В разговор вступил Игорь Журавлев, сооснователь «Театра Фантастики»:
— Это некий приём, который показался нам интересным. Во-первых, это хороший тренинг для актёра. Во-вторых, злоупотреблять этим, конечно, нельзя, потому что мы театр всё-таки драматический, а не литературно-музыкальный. Но этот жанр пока нам интересен.
— Более того, если мы говорим про «Смерть и деву», где у нас единственный диалог, мы просто не нашли, как подать эту историю в форме монолога, — дополнила Анна.
— Просто невозможно было избавиться от моих ямочек, — разулыбался Даниил. И вправду симпатичные ямочки выступили на его щеках.

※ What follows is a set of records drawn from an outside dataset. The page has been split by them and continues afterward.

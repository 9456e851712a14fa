//! Media type detection.

/// The JSON media type.
pub const APPLICATION_JSON: &str = "application/json";

/// Check whether a `Content-Type` value names JSON.
///
/// Matches `application/json` case-insensitively at the start of the value,
/// followed by a word boundary, so parameters such as `; charset=utf-8`
/// are ignored.
///
/// # Example
///
/// ```
/// use callflow_core::is_json_media_type;
///
/// assert!(is_json_media_type("application/json"));
/// assert!(is_json_media_type("Application/JSON; charset=utf-8"));
/// assert!(!is_json_media_type("application/jsonp"));
/// assert!(!is_json_media_type("text/plain"));
/// ```
pub fn is_json_media_type(value: &str) -> bool {
    let prefix_len = APPLICATION_JSON.len();
    let Some(head) = value.get(..prefix_len) else {
        return false;
    };
    if !head.eq_ignore_ascii_case(APPLICATION_JSON) {
        return false;
    }
    // Word boundary after the subtype.
    match value[prefix_len..].chars().next() {
        None => true,
        Some(c) => !(c.is_alphanumeric() || c == '_'),
    }
}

— Да, — засмеялась Анна, — но изначально задача была всё-таки представить новеллы в монологах.
— Как вы относитесь к импровизации? — озадачил актёров Максим.
— Качественная импровизация в театре всегда имеет рамки, — ответил Игорь Олегович, — Импровизацией ты можешь заниматься только тогда, когда ты на 100 процентов в материале, всё контролируешь.
— Георгий Александрович Товстоногов говорил: «Импровизация должна быть в рисунке». Всё! — веско вставил Даниил.
— Наверное, ни один спектакль без импровизации не обходится, — заключила Анна Сенникова. — Просто зритель не должен этого видеть. С другой стороны, очень хорошо, когда на импровизацию тебя ведёт что-то большое, чем режиссёр. Когда сам образ диктует тебе сиюминутное движение. Это настоящее чудо. Наверное, ради этого нам и хочется выходить на сцену. Когда ты отпускаешь себя и чувствуешь свободу — это и есть импровизация.